= Beginning of Section =

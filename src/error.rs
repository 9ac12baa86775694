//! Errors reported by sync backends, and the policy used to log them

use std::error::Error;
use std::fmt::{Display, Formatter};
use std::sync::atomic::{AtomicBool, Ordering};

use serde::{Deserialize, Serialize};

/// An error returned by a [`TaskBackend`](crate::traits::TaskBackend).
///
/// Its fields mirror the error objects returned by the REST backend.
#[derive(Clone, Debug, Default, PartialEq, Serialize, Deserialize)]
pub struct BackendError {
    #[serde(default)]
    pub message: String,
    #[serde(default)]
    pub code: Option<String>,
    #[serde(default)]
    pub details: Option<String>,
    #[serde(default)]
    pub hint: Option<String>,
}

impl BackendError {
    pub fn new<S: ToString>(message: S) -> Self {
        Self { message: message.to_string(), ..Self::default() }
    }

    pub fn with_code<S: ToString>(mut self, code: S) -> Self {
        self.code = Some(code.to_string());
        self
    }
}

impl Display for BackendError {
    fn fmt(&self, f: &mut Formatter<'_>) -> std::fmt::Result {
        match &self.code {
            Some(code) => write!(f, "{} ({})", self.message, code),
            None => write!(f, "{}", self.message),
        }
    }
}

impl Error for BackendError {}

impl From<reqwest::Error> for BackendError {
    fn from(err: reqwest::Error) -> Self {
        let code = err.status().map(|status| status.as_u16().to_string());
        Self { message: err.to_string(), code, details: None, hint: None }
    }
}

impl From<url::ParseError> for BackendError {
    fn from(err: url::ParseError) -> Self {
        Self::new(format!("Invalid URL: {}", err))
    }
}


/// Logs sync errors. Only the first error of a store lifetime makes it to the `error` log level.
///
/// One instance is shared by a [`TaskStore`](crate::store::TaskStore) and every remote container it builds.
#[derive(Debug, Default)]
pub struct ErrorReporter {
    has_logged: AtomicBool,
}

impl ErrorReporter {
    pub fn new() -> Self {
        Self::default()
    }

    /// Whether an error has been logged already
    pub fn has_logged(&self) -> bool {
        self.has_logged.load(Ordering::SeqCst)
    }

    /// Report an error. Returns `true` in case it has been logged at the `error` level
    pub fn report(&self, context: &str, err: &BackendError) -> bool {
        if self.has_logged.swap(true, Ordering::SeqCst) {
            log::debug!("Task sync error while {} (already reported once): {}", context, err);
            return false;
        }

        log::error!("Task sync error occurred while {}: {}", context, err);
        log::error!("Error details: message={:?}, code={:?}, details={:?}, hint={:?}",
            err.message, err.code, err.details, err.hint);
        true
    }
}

= End of Section =

Count, and answer with the number only: how many lines of the data include the string "SeqCst"?

* **ANSWER TO THE PROBLEM**
2